The task
Using the records below, filter for lines that contain the string "InsertStatus" and copy them out.

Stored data
┄┄┄┄┄┄┄┄┄┄┄┄┄┄┄┄┄┄┄┄
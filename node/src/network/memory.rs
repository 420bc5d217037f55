// Copyright (c) 2025 Varshith Gudur. Licensed under AGPLv3.
use std::collections::HashSet;
use std::sync::atomic::{AtomicUsize, Ordering};
use std::sync::{Arc, Mutex, MutexGuard};
use std::time::Duration;

use async_trait::async_trait;
use futures::StreamExt;
use tokio_stream::wrappers::BroadcastStream;
use trunk_kernel::types::ClientId;
use trunk_kernel::EventRow;

use super::{InsertStatus, RemoteError, RemoteEventStore, RowStream};
use crate::table::EventTable;

#[derive(Default)]
struct Faults {
    offline: bool,
    failing_inserts: HashSet<ClientId>,
    stalled_inserts: HashSet<ClientId>,
    latency: Duration,
}

/// Remote event table living in this process.
///
/// Several engines sharing one table behave like devices sharing one
/// account. Faults can be injected to exercise retry and timeout paths.
pub struct MemoryRemote {
    table: Arc<EventTable>,
    faults: Mutex<Faults>,
    insert_calls: AtomicUsize,
}

impl MemoryRemote {
    pub fn new(table: Arc<EventTable>) -> Self {
        Self {
            table,
            faults: Mutex::new(Faults::default()),
            insert_calls: AtomicUsize::new(0),
        }
    }

    pub fn table(&self) -> &Arc<EventTable> {
        &self.table
    }

    fn faults(&self) -> MutexGuard<'_, Faults> {
        self.faults.lock().unwrap_or_else(|e| e.into_inner())
    }

    /// Every call fails with a network error while offline.
    pub fn set_offline(&self, offline: bool) {
        self.faults().offline = offline;
    }

    /// Inserts of this client id are rejected until faults are cleared.
    pub fn fail_inserts_for(&self, client_id: impl Into<ClientId>) {
        self.faults().failing_inserts.insert(client_id.into());
    }

    /// Inserts of this client id never answer until faults are cleared.
    pub fn stall_inserts_for(&self, client_id: impl Into<ClientId>) {
        self.faults().stalled_inserts.insert(client_id.into());
    }

    pub fn clear_faults(&self) {
        *self.faults() = Faults::default();
    }

    /// Delay applied before every insert and select.
    pub fn set_latency(&self, latency: Duration) {
        self.faults().latency = latency;
    }

    pub fn insert_calls(&self) -> usize {
        self.insert_calls.load(Ordering::SeqCst)
    }

    async fn delay(&self) -> Result<(), RemoteError> {
        let (offline, latency) = {
            let faults = self.faults();
            (faults.offline, faults.latency)
        };
        if !latency.is_zero() {
            tokio::time::sleep(latency).await;
        }
        if offline {
            return Err(RemoteError::Network("remote unreachable".to_string()));
        }
        Ok(())
    }
}

#[async_trait]
impl RemoteEventStore for MemoryRemote {
    async fn insert(&self, row: &EventRow) -> Result<InsertStatus, RemoteError> {
        self.insert_calls.fetch_add(1, Ordering::SeqCst);
        self.delay().await?;
        let stalled = self.faults().stalled_inserts.contains(&row.client_id);
        if stalled {
            futures::future::pending::<()>().await;
        }
        if self.faults().failing_inserts.contains(&row.client_id) {
            return Err(RemoteError::Rejected {
                status: 500,
                body: format!("insert of {} failed", row.client_id),
            });
        }
        Ok(self.table.insert(row.clone()).0)
    }

    async fn select_after(&self, user_id: &str, after_id: Option<i64>) -> Result<Vec<EventRow>, RemoteError> {
        self.delay().await?;
        Ok(self.table.select(user_id, after_id))
    }

    async fn subscribe(&self, user_id: &str) -> Result<RowStream, RemoteError> {
        if self.faults().offline {
            return Err(RemoteError::Network("remote unreachable".to_string()));
        }
        let user_id = user_id.to_string();
        let rows = BroadcastStream::new(self.table.subscribe()).filter_map(move |item| {
            let row = match item {
                Ok(row) if row.user_id == user_id => Some(Ok(row)),
                Ok(_) => None,
                // Lagged: the catch-up pull after the next notification covers the gap
                Err(e) => {
                    tracing::warn!("Realtime feed lagged: {}", e);
                    None
                }
            };
            futures::future::ready(row)
        });
        Ok(rows.boxed())
    }
}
┄┄┄┄┄┄┄┄┄┄┄┄┄┄┄┄┄┄┄┄
Answer space
use super::{InsertStatus, RemoteError, RemoteEventStore, RowStream};
    async fn insert(&self, row: &EventRow) -> Result<InsertStatus, RemoteError> {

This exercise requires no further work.